Rising mortgage rates take banks on a new ride

mortgage-rates-percentages-on-paperBy David Reilly | The Wall Street Journal

Bank balance sheets involve a lot of push and pull.

This will be seen with mortgages as J.P. Morgan Chase & Co. and Wells Fargo & Co. on Friday kick off second-quarter bank-earnings season. The recent spike in long-term yields is expected to cut into refinancing activity. Freddie Mac FMCC -4.17% said the average rate on a 30-year, fixed-rate mortgage was 4.51% as of July 11, the highest in two years.

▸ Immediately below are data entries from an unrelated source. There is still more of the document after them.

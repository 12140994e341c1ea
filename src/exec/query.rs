// Compiled-query execution over one table.
//
// A compiled query carries at most one driver condition the planner chose
// to push down, plus residual conditions evaluated row-by-row. The driver
// materializes candidates through the scan specializations; residuals
// filter the candidates under the row seqlock; the result is a sorted
// selection of packed references.

use crate::error::{MemrisError, Result};
use crate::selection::Selection;
use crate::table::typed::TypedTable;
use crate::types::Lane;

use super::args::ArgValue;
use super::condition::{decode_condition_args, CompiledCondition, Operator, RowPredicate};

#[derive(Debug, Clone)]
pub struct CompiledQuery {
    pub driver: Option<CompiledCondition>,
    pub residual: Vec<CompiledCondition>,
}

impl CompiledQuery {
    pub fn scan_all() -> Self {
        Self {
            driver: None,
            residual: Vec::new(),
        }
    }

    pub fn driven_by(driver: CompiledCondition) -> Self {
        Self {
            driver: Some(driver),
            residual: Vec::new(),
        }
    }

    pub fn and(mut self, condition: CompiledCondition) -> Self {
        self.residual.push(condition);
        self
    }

    /// Materialize the query against a table: driver scan first, then
    /// residual row-by-row filtering.
    pub fn execute(&self, table: &TypedTable, args: &[ArgValue]) -> Result<Selection> {
        let mut rows = match &self.driver {
            None => table.scan_all(),
            Some(condition) => driver_rows(table, condition, args)?,
        };
        for condition in &self.residual {
            if rows.is_empty() {
                break;
            }
            let predicate = RowPredicate::compile(condition.clone())?;
            let decoded = decode_condition_args(condition, args)?;
            rows = predicate.filter(table, &rows, &decoded)?;
        }
        Ok(table.selection_of(&rows))
    }
}

/// Run the driver condition through the table's scan specializations.
/// Operators without a push-down form fall back to residual evaluation
/// over the full table.
fn driver_rows(
    table: &TypedTable,
    condition: &CompiledCondition,
    args: &[ArgValue],
) -> Result<Vec<u32>> {
    match condition.op {
        Operator::Between => {
            let upper_slot = condition.upper_slot.ok_or_else(|| {
                MemrisError::ArgumentShape("BETWEEN requires two argument slots".to_string())
            })?;
            let decoded = decode_condition_args(condition, args)?;
            let scanner = table
                .specialization()
                .between_scanner(condition.column, condition.type_code)?;
            Ok(scanner(table, &decoded[condition.arg_slot], &decoded[upper_slot])?.to_index_array())
        }
        Operator::In => {
            let decoded = decode_condition_args(condition, args)?;
            let scanner = table
                .specialization()
                .in_scanner(condition.column, condition.type_code);
            Ok(scanner(table, &decoded[condition.arg_slot])?.to_index_array())
        }
        Operator::Eq | Operator::IgnoreCaseEq => equality_rows(table, condition, args),
        _ => residual_fallback(table, condition, args),
    }
}

fn equality_rows(
    table: &TypedTable,
    condition: &CompiledCondition,
    args: &[ArgValue],
) -> Result<Vec<u32>> {
    let decoded = decode_condition_args(condition, args)?;
    let target = &decoded[condition.arg_slot];
    if target.is_null() {
        // Scans only visit present cells, so a null target cannot be
        // pushed down; evaluate it as a residual instead.
        return residual_fallback(table, condition, args);
    }
    let fold_case = condition.ignore_case || condition.op == Operator::IgnoreCaseEq;
    match condition.type_code.lane() {
        Lane::Long => {
            let value = target
                .as_long()?
                .ok_or_else(|| MemrisError::ArgumentShape("missing scan target".to_string()))?;
            table.scan_equals_long(condition.column, value)
        }
        Lane::Int => {
            let value = target
                .as_int()?
                .ok_or_else(|| MemrisError::ArgumentShape("missing scan target".to_string()))?;
            table.scan_equals_int(condition.column, value)
        }
        Lane::Str => {
            let value = target
                .as_str()?
                .ok_or_else(|| MemrisError::ArgumentShape("missing scan target".to_string()))?;
            if fold_case {
                table.scan_equals_string_ignore_case(condition.column, value)
            } else {
                table.scan_equals_string(condition.column, value)
            }
        }
    }
}

fn residual_fallback(
    table: &TypedTable,
    condition: &CompiledCondition,
    args: &[ArgValue],
) -> Result<Vec<u32>> {
    let predicate = RowPredicate::compile(condition.clone())?;
    let decoded = decode_condition_args(condition, args)?;
    predicate.filter(table, &table.scan_all(), &decoded)
}

#[cfg(test)]
mod tests {
    use super::*;
    use crate::refs;
    use crate::types::{FieldMetadata, TableMetadata, TypeCode, Value};
    use crate::EngineConfig;

    fn table() -> TypedTable {
        let meta = TableMetadata::new(
            "person",
            vec![
                FieldMetadata::id("id", TypeCode::Long),
                FieldMetadata::new("name", TypeCode::String),
                FieldMetadata::primitive("age", TypeCode::Int),
                FieldMetadata::new("salary", TypeCode::Double),
            ],
        );
        let t = TypedTable::new(meta, &EngineConfig::default()).unwrap();
        let people: [(&str, i32, f64); 5] = [
            ("Ada", 36, 50_000.0),
            ("Linus", 54, 75_000.0),
            ("Grace", 41, 100_000.0),
            ("Alan", 41, 125_000.0),
            ("Edsger", 72, 90_000.0),
        ];
        for (i, (name, age, salary)) in people.iter().enumerate() {
            t.insert(&[
                Value::Long(i as i64),
                Value::Str(name.to_string()),
                Value::Int(*age),
                Value::Double(*salary),
            ])
            .unwrap();
        }
        t
    }

    #[test]
    fn test_driver_between_with_residual() {
        let t = table();
        let query = CompiledQuery::driven_by(CompiledCondition::between(3, TypeCode::Double, 0, 1))
            .and(CompiledCondition::new(2, TypeCode::Int, Operator::Eq, 2));
        let args = [
            ArgValue::Scalar(Value::Double(60_000.0)),
            ArgValue::Scalar(Value::Double(130_000.0)),
            ArgValue::Scalar(Value::Int(41)),
        ];
        let selection = query.execute(&t, &args).unwrap();
        assert_eq!(selection.to_index_array(), vec![2, 3]);
    }

    #[test]
    fn test_driver_in() {
        let t = table();
        let query = CompiledQuery::driven_by(CompiledCondition::new(
            0,
            TypeCode::Long,
            Operator::In,
            0,
        ));
        let args = [ArgValue::LongArray(vec![1, 4])];
        let selection = query.execute(&t, &args).unwrap();
        assert_eq!(selection.to_index_array(), vec![1, 4]);
    }

    #[test]
    fn test_driver_equality_ignore_case() {
        let t = table();
        let query = CompiledQuery::driven_by(CompiledCondition::new(
            1,
            TypeCode::String,
            Operator::IgnoreCaseEq,
            0,
        ));
        let args = [ArgValue::Scalar(Value::Str("grace".into()))];
        let selection = query.execute(&t, &args).unwrap();
        assert_eq!(selection.to_index_array(), vec![2]);
    }

    #[test]
    fn test_null_equality_falls_back_to_residual() {
        let t = table();
        let r = t
            .insert(&[Value::Long(9), Value::Null, Value::Int(1), Value::Null])
            .unwrap();
        let query =
            CompiledQuery::driven_by(CompiledCondition::new(1, TypeCode::String, Operator::Eq, 0));
        let args = [ArgValue::Scalar(Value::Null)];
        let selection = query.execute(&t, &args).unwrap();
        assert_eq!(selection.to_index_array(), vec![refs::row_index(r)]);
    }

    #[test]
    fn test_ordering_driver_uses_fallback() {
        let t = table();
        let query =
            CompiledQuery::driven_by(CompiledCondition::new(2, TypeCode::Int, Operator::Gte, 0));
        let args = [ArgValue::Scalar(Value::Int(54))];
        let selection = query.execute(&t, &args).unwrap();
        assert_eq!(selection.to_index_array(), vec![1, 4]);
    }

    #[test]
    fn test_scan_all_with_residuals_only() {
        let t = table();
        let query = CompiledQuery::scan_all()
            .and(CompiledCondition::new(2, TypeCode::Int, Operator::Lt, 0));
        let args = [ArgValue::Scalar(Value::Int(42))];
        let selection = query.execute(&t, &args).unwrap();
        assert_eq!(selection.to_index_array(), vec![0, 2, 3]);
    }

    #[test]
    fn test_empty_candidates_short_circuit_residuals() {
        let t = table();
        let query = CompiledQuery::driven_by(CompiledCondition::new(
            0,
            TypeCode::Long,
            Operator::In,
            0,
        ))
        .and(CompiledCondition::new(2, TypeCode::Int, Operator::Eq, 1));
        let args = [ArgValue::LongArray(vec![]), ArgValue::Scalar(Value::Int(41))];
        let selection = query.execute(&t, &args).unwrap();
        assert!(selection.is_empty());
    }

    #[test]
    fn test_tombstoned_rows_never_surface() {
        let t = table();
        assert!(t.remove_by_id(2));
        let query = CompiledQuery::driven_by(CompiledCondition::between(3, TypeCode::Double, 0, 1));
        // A wide range still skips the tombstoned row.
        let args = [
            ArgValue::Scalar(Value::Double(0.0)),
            ArgValue::Scalar(Value::Double(1e9)),
        ];
        let selection = query.execute(&t, &args).unwrap();
        assert_eq!(selection.to_index_array(), vec![0, 1, 3, 4]);
    }
}
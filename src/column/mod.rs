// Column storage module
//
// Paged, lazily-allocated columns with a monotone published watermark and
// predicate push-down scans. Primitive lanes store i32/i64 cells behind
// plain atomics; the string lane stores epoch-managed heap values. Cross
// cell consistency is the table seqlock's job, not the column's.

pub mod primitive;
pub mod string;

pub use primitive::{IntColumn, LaneCell, LongColumn, PageColumn};
pub use string::StringColumn;

use crate::error::Result;
use crate::types::Lane;

/// One physical column, dispatched by storage lane.
pub enum ColumnStorage {
    Long(LongColumn),
    Int(IntColumn),
    Str(StringColumn),
}

impl ColumnStorage {
    pub fn for_lane(lane: Lane, page_size: usize, max_pages: usize, initial_pages: usize) -> Self {
        match lane {
            Lane::Long => ColumnStorage::Long(LongColumn::new(page_size, max_pages, initial_pages)),
            Lane::Int => ColumnStorage::Int(IntColumn::new(page_size, max_pages, initial_pages)),
            Lane::Str => ColumnStorage::Str(StringColumn::new(page_size, max_pages, initial_pages)),
        }
    }

    pub fn lane(&self) -> Lane {
        match self {
            ColumnStorage::Long(_) => Lane::Long,
            ColumnStorage::Int(_) => Lane::Int,
            ColumnStorage::Str(_) => Lane::Str,
        }
    }

    pub fn capacity(&self) -> usize {
        match self {
            ColumnStorage::Long(c) => c.capacity(),
            ColumnStorage::Int(c) => c.capacity(),
            ColumnStorage::Str(c) => c.capacity(),
        }
    }

    pub fn is_present(&self, index: usize) -> Result<bool> {
        match self {
            ColumnStorage::Long(c) => c.is_present(index),
            ColumnStorage::Int(c) => c.is_present(index),
            ColumnStorage::Str(c) => c.is_present(index),
        }
    }

    pub fn set_null(&self, index: usize) -> Result<()> {
        match self {
            ColumnStorage::Long(c) => c.set_null(index),
            ColumnStorage::Int(c) => c.set_null(index),
            ColumnStorage::Str(c) => c.set_null(index),
        }
    }

    pub fn publish(&self, watermark: usize) {
        match self {
            ColumnStorage::Long(c) => c.publish(watermark),
            ColumnStorage::Int(c) => c.publish(watermark),
            ColumnStorage::Str(c) => c.publish(watermark),
        }
    }

    pub fn published_count(&self) -> usize {
        match self {
            ColumnStorage::Long(c) => c.published_count(),
            ColumnStorage::Int(c) => c.published_count(),
            ColumnStorage::Str(c) => c.published_count(),
        }
    }

    pub fn as_long(&self) -> Option<&LongColumn> {
        match self {
            ColumnStorage::Long(c) => Some(c),
            _ => None,
        }
    }

    pub fn as_int(&self) -> Option<&IntColumn> {
        match self {
            ColumnStorage::Int(c) => Some(c),
            _ => None,
        }
    }

    pub fn as_str(&self) -> Option<&StringColumn> {
        match self {
            ColumnStorage::Str(c) => Some(c),
            _ => None,
        }
    }
}
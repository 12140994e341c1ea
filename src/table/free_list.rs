// Lock-free free-list of reusable row slots.
//
// A Treiber stack: push and pop swing the head pointer with CAS, backing
// off under contention. Popped nodes are handed to epoch-based reclamation
// so a concurrent pop can still dereference them safely. The size counter
// is approximate, maintained with relaxed increments.

use std::sync::atomic::{AtomicUsize, Ordering};

use crossbeam::epoch::{self, Atomic, Owned};

use super::Backoff;

struct FreeNode {
    row: u32,
    next: Atomic<FreeNode>,
}

pub struct FreeList {
    head: Atomic<FreeNode>,
    size: AtomicUsize,
}

impl FreeList {
    pub fn new() -> Self {
        Self {
            head: Atomic::null(),
            size: AtomicUsize::new(0),
        }
    }

    /// Push a recycled row index. Lock-free; always succeeds.
    pub fn push(&self, row: u32) {
        let guard = epoch::pin();
        let mut node = Owned::new(FreeNode {
            row,
            next: Atomic::null(),
        });
        let mut backoff = Backoff::new();
        loop {
            let head = self.head.load(Ordering::Acquire, &guard);
            node.next.store(head, Ordering::Relaxed);
            match self.head.compare_exchange_weak(
                head,
                node,
                Ordering::Release,
                Ordering::Acquire,
                &guard,
            ) {
                Ok(_) => {
                    self.size.fetch_add(1, Ordering::Relaxed);
                    return;
                }
                Err(failure) => {
                    node = failure.new;
                    backoff.spin();
                }
            }
        }
    }

    /// Pop the most recently pushed row index, or `None` when empty.
    pub fn pop(&self) -> Option<u32> {
        let guard = epoch::pin();
        let mut backoff = Backoff::new();
        loop {
            let head = self.head.load(Ordering::Acquire, &guard);
            // Safety: the pinned guard protects the node from reclamation.
            let node = unsafe { head.as_ref() }?;
            let next = node.next.load(Ordering::Acquire, &guard);
            match self.head.compare_exchange_weak(
                head,
                next,
                Ordering::Release,
                Ordering::Acquire,
                &guard,
            ) {
                Ok(_) => {
                    self.size.fetch_sub(1, Ordering::Relaxed);
                    let row = node.row;
                    // Safety: the node is unlinked; free it once all
                    // pinned readers move on.
                    unsafe { guard.defer_destroy(head) };
                    return Some(row);
                }
                Err(_) => backoff.spin(),
            }
        }
    }

    pub fn is_empty(&self) -> bool {
        let guard = epoch::pin();
        self.head.load(Ordering::Acquire, &guard).is_null()
    }

    /// Approximate number of entries.
    pub fn approximate_len(&self) -> usize {
        self.size.load(Ordering::Relaxed)
    }
}

impl Default for FreeList {
    fn default() -> Self {
        Self::new()
    }
}

impl Drop for FreeList {
    fn drop(&mut self) {
        while self.pop().is_some() {}
    }
}

#[cfg(test)]
mod tests {
    use super::*;
    use std::collections::HashSet;
    use std::sync::Arc;
    use std::thread;

    #[test]
    fn test_lifo_order() {
        let list = FreeList::new();
        assert!(list.is_empty());
        assert_eq!(list.pop(), None);

        list.push(1);
        list.push(2);
        list.push(3);
        assert_eq!(list.approximate_len(), 3);

        assert_eq!(list.pop(), Some(3));
        assert_eq!(list.pop(), Some(2));
        assert_eq!(list.pop(), Some(1));
        assert_eq!(list.pop(), None);
        assert!(list.is_empty());
    }

    #[test]
    fn test_concurrent_push_pop_conserves_entries() {
        let list = Arc::new(FreeList::new());
        let mut handles = vec![];

        for t in 0..4u32 {
            let l = list.clone();
            handles.push(thread::spawn(move || {
                for i in 0..1_000 {
                    l.push(t * 1_000 + i);
                }
            }));
        }

        let mut poppers = vec![];
        for _ in 0..4 {
            let l = list.clone();
            poppers.push(thread::spawn(move || {
                let mut seen = Vec::new();
                for _ in 0..1_000 {
                    loop {
                        if let Some(row) = l.pop() {
                            seen.push(row);
                            break;
                        }
                        thread::yield_now();
                    }
                }
                seen
            }));
        }

        for handle in handles {
            handle.join().unwrap();
        }
        let mut all = HashSet::new();
        for popper in poppers {
            for row in popper.join().unwrap() {
                // No entry may be popped twice.
                assert!(all.insert(row));
            }
        }
        assert_eq!(all.len(), 4_000);
        assert!(list.is_empty());
    }
}
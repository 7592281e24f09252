use crate::arena::Graph;
use crate::error::MicrogradError;
use crate::nn::init::Init;
use crate::nn::layers::{Activation, Layer};
use crate::nn::module::Module;
use crate::value::Value;
use rand::rngs::StdRng;
use rand::{Rng, SeedableRng};
use std::fmt;

/// Multi-layer perceptron: a stack of fully connected [`Layer`]s.
#[derive(Debug, Clone)]
pub struct Mlp<'g> {
    layers: Vec<Layer<'g>>,
}

impl<'g> Mlp<'g> {
    /// Builds an MLP with `n_in` inputs and one layer per entry of `n_outs`.
    ///
    /// Hidden layers use ReLU, the last layer is linear. Parameters are drawn from
    /// `Uniform(-1, 1)` using `rng`.
    pub fn new<R: Rng + ?Sized>(
        graph: &'g Graph,
        n_in: usize,
        n_outs: &[usize],
        rng: &mut R,
    ) -> Result<Self, MicrogradError> {
        Self::build(
            graph,
            n_in,
            n_outs,
            Activation::Relu,
            Activation::Linear,
            Init::default(),
            rng,
        )
    }

    fn build<R: Rng + ?Sized>(
        graph: &'g Graph,
        n_in: usize,
        n_outs: &[usize],
        hidden: Activation,
        output: Activation,
        init: Init,
        rng: &mut R,
    ) -> Result<Self, MicrogradError> {
        if n_outs.is_empty() {
            return Err(MicrogradError::InvalidArgument(
                "an MLP needs at least one layer".to_string(),
            ));
        }
        let sizes: Vec<usize> = std::iter::once(n_in).chain(n_outs.iter().copied()).collect();
        let last = n_outs.len() - 1;
        let layers = sizes
            .windows(2)
            .enumerate()
            .map(|(i, pair)| {
                let activation = if i == last { output } else { hidden };
                Layer::with_init(graph, pair[0], pair[1], activation, init, &mut *rng)
            })
            .collect::<Result<Vec<_>, _>>()?;
        let mlp = Mlp { layers };
        log::debug!("Mlp::build: {} with {} parameters", mlp, mlp.num_parameters());
        Ok(mlp)
    }

    pub fn layers(&self) -> &[Layer<'g>] {
        &self.layers
    }

    /// Feeds `inputs` through every layer.
    pub fn forward(&self, inputs: &[Value<'g>]) -> Result<Vec<Value<'g>>, MicrogradError> {
        let mut x = inputs.to_vec();
        for layer in &self.layers {
            x = layer.forward(&x)?;
        }
        Ok(x)
    }

    /// Convenience for raw numeric inputs: promotes them to leaves first.
    pub fn forward_f64(&self, graph: &'g Graph, inputs: &[f64]) -> Result<Vec<Value<'g>>, MicrogradError> {
        self.forward(&graph.values(inputs))
    }
}

impl<'g> Module<'g> for Mlp<'g> {
    fn parameters(&self) -> Vec<Value<'g>> {
        self.layers.iter().flat_map(|l| l.parameters()).collect()
    }
}

impl fmt::Display for Mlp<'_> {
    fn fmt(&self, f: &mut fmt::Formatter<'_>) -> fmt::Result {
        let layers: Vec<String> = self.layers.iter().map(|l| l.to_string()).collect();
        write!(f, "MLP of [{}]", layers.join(", "))
    }
}

/// Construction settings for an [`Mlp`].
#[derive(Debug, Clone, PartialEq)]
pub struct MlpConfig {
    pub n_in: usize,
    /// Width of each layer, the last entry being the output width.
    pub layer_sizes: Vec<usize>,
    pub hidden_activation: Activation,
    pub output_activation: Activation,
    pub init: Init,
    /// Seed for the parameter RNG.
    pub seed: u64,
}

impl Default for MlpConfig {
    fn default() -> Self {
        MlpConfig {
            n_in: 3,
            layer_sizes: vec![4, 4, 1],
            hidden_activation: Activation::Relu,
            output_activation: Activation::Linear,
            init: Init::default(),
            seed: 1337,
        }
    }
}

impl MlpConfig {
    pub fn new(n_in: usize, layer_sizes: Vec<usize>) -> Self {
        MlpConfig {
            n_in,
            layer_sizes,
            ..Default::default()
        }
    }

    pub fn with_hidden_activation(mut self, activation: Activation) -> Self {
        self.hidden_activation = activation;
        self
    }

    pub fn with_output_activation(mut self, activation: Activation) -> Self {
        self.output_activation = activation;
        self
    }

    pub fn with_init(mut self, init: Init) -> Self {
        self.init = init;
        self
    }

    pub fn with_seed(mut self, seed: u64) -> Self {
        self.seed = seed;
        self
    }

    /// Creates the model in `graph` from a `StdRng` seeded with `self.seed`.
    pub fn build<'g>(&self, graph: &'g Graph) -> Result<Mlp<'g>, MicrogradError> {
        let mut rng = StdRng::seed_from_u64(self.seed);
        Mlp::build(
            graph,
            self.n_in,
            &self.layer_sizes,
            self.hidden_activation,
            self.output_activation,
            self.init,
            &mut rng,
        )
    }
}

#[cfg(test)]
#[path = "mlp_test.rs"]
mod tests;
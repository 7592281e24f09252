// Export foundational arithmetic operations directly
pub mod add;
pub mod div;
pub mod mul;
pub mod neg;
pub mod pow;
pub mod sub;

pub use add::add_op;
pub use div::div_op;
pub use mul::mul_op;
pub use neg::neg_op;
pub use pow::{pow_op, powf_op};
pub use sub::sub_op;
use crate::arena::Graph;
use crate::error::MicrogradError;
use crate::value::Value;
use approx::abs_diff_eq;
use thiserror::Error;

/// Error type specifically for gradient checking failures.
#[derive(Error, Debug, Clone, PartialEq)]
pub enum GradCheckError {
    #[error("Gradient check failed for input {input_index}: Analytical grad {analytical_grad:?} != Numerical grad {numerical_grad:?}. Difference: {difference:?}")]
    GradientMismatch {
        input_index: usize,
        analytical_grad: f64,
        numerical_grad: f64,
        difference: f64,
    },
    #[error("Forward function execution failed during gradient check: {0}")]
    ForwardPassError(MicrogradError),
    #[error("Numerical gradient is NaN or infinite for input {input_index}. Details: Loss+: {loss_plus:?}, Loss-: {loss_minus:?}")]
    NumericalGradNaNOrInfinite {
        input_index: usize,
        loss_plus: f64,
        loss_minus: f64,
    },
    #[error("Analytical gradient is NaN or infinite for input {input_index}. Value: {value:?}")]
    AnalyticalGradNaNOrInfinite { input_index: usize, value: f64 },
    #[error("Invalid gradient check setting: {0}")]
    InvalidSetting(String),
}

impl From<MicrogradError> for GradCheckError {
    fn from(err: MicrogradError) -> Self {
        GradCheckError::ForwardPassError(err)
    }
}

/// Checks analytical gradients against central finite differences.
///
/// `func` builds an expression from one leaf per entry of `inputs`. It is run once
/// with a backward pass to collect analytical gradients, then twice per input with
/// that input shifted by `±epsilon`. Every evaluation uses a fresh [`Graph`].
///
/// Input `i` passes when `|analytical - numerical| <= abs_tol + rel_tol * |numerical|`.
pub fn check_grad<F>(
    inputs: &[f64],
    func: F,
    epsilon: f64,
    abs_tol: f64,
    rel_tol: f64,
) -> Result<(), GradCheckError>
where
    F: for<'g> Fn(&[Value<'g>]) -> Result<Value<'g>, MicrogradError>,
{
    if !(epsilon.is_finite() && epsilon > 0.0) {
        return Err(GradCheckError::InvalidSetting(format!(
            "epsilon must be positive and finite, got {}",
            epsilon
        )));
    }

    // --- 1. Analytical gradients ---
    let analytical: Vec<f64> = {
        let graph = Graph::new();
        let leaves = graph.values(inputs);
        let output = func(&leaves)?;
        output.backward();
        leaves.iter().map(|leaf| leaf.grad()).collect()
    };

    // --- 2. Numerical gradients, one input at a time ---
    for (i, &analytical_grad) in analytical.iter().enumerate() {
        if !analytical_grad.is_finite() {
            return Err(GradCheckError::AnalyticalGradNaNOrInfinite {
                input_index: i,
                value: analytical_grad,
            });
        }

        let loss_plus = evaluate_shifted(inputs, i, epsilon, &func)?;
        let loss_minus = evaluate_shifted(inputs, i, -epsilon, &func)?;
        let numerical_grad = (loss_plus - loss_minus) / (2.0 * epsilon);
        if !numerical_grad.is_finite() {
            return Err(GradCheckError::NumericalGradNaNOrInfinite {
                input_index: i,
                loss_plus,
                loss_minus,
            });
        }

        let difference = (analytical_grad - numerical_grad).abs();
        log::trace!(
            "check_grad: input {} analytical={} numerical={} diff={}",
            i,
            analytical_grad,
            numerical_grad,
            difference
        );
        let tolerance = abs_tol + rel_tol * numerical_grad.abs();
        if !abs_diff_eq!(analytical_grad, numerical_grad, epsilon = tolerance) {
            return Err(GradCheckError::GradientMismatch {
                input_index: i,
                analytical_grad,
                numerical_grad,
                difference,
            });
        }
    }
    Ok(())
}

fn evaluate_shifted<F>(inputs: &[f64], index: usize, shift: f64, func: &F) -> Result<f64, GradCheckError>
where
    F: for<'g> Fn(&[Value<'g>]) -> Result<Value<'g>, MicrogradError>,
{
    let graph = Graph::new();
    let mut shifted = inputs.to_vec();
    shifted[index] += shift;
    let leaves = graph.values(&shifted);
    let output = func(&leaves)?;
    Ok(output.data())
}

#[cfg(test)]
#[path = "grad_check_test.rs"]
mod tests;
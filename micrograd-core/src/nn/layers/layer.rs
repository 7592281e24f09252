use crate::arena::Graph;
use crate::error::MicrogradError;
use crate::nn::init::Init;
use crate::nn::layers::neuron::{Activation, Neuron};
use crate::nn::module::Module;
use crate::value::Value;
use rand::Rng;
use std::fmt;

/// A fully connected layer: `n_out` independent neurons sharing the same inputs.
#[derive(Debug, Clone)]
pub struct Layer<'g> {
    neurons: Vec<Neuron<'g>>,
}

impl<'g> Layer<'g> {
    pub fn new<R: Rng + ?Sized>(
        graph: &'g Graph,
        n_in: usize,
        n_out: usize,
        activation: Activation,
        rng: &mut R,
    ) -> Result<Self, MicrogradError> {
        Self::with_init(graph, n_in, n_out, activation, Init::default(), rng)
    }

    pub fn with_init<R: Rng + ?Sized>(
        graph: &'g Graph,
        n_in: usize,
        n_out: usize,
        activation: Activation,
        init: Init,
        rng: &mut R,
    ) -> Result<Self, MicrogradError> {
        if n_out == 0 {
            return Err(MicrogradError::InvalidArgument(
                "a layer needs at least one neuron".to_string(),
            ));
        }
        let neurons = (0..n_out)
            .map(|_| Neuron::with_init(graph, n_in, activation, init, &mut *rng))
            .collect::<Result<Vec<_>, _>>()?;
        Ok(Layer { neurons })
    }

    pub fn neurons(&self) -> &[Neuron<'g>] {
        &self.neurons
    }

    pub fn n_in(&self) -> usize {
        self.neurons[0].n_in()
    }

    pub fn n_out(&self) -> usize {
        self.neurons.len()
    }

    /// One output per neuron.
    pub fn forward(&self, inputs: &[Value<'g>]) -> Result<Vec<Value<'g>>, MicrogradError> {
        self.neurons.iter().map(|n| n.forward(inputs)).collect()
    }
}

impl<'g> Module<'g> for Layer<'g> {
    fn parameters(&self) -> Vec<Value<'g>> {
        self.neurons.iter().flat_map(|n| n.parameters()).collect()
    }
}

impl fmt::Display for Layer<'_> {
    fn fmt(&self, f: &mut fmt::Formatter<'_>) -> fmt::Result {
        let neurons: Vec<String> = self.neurons.iter().map(|n| n.to_string()).collect();
        write!(f, "Layer of [{}]", neurons.join(", "))
    }
}

#[cfg(test)]
#[path = "layer_test.rs"]
mod tests;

That should prompt a fall in mortgage-origination revenue, even as banks will likely have to wait for the full benefit of higher rates to flow through to improved net-interest margins. At the same time, banks’ holdings of mortgage-backed securities and other debt are seeing reduced unrealized gains, or in some cases outright losses.

Yet the biggest banks also may enjoy gains in the value of their mortgage-servicing rights. These are derived from fees banks generate handling mortgages sold to investors. A big part of their value depends on the expected speed of mortgage prepayments. Higher levels of refinancing activity make servicing rights less valuable, since it cuts off the fee stream on which they are based. When rates rise, though, refinancing activity tends to slow, making the rights more valuable.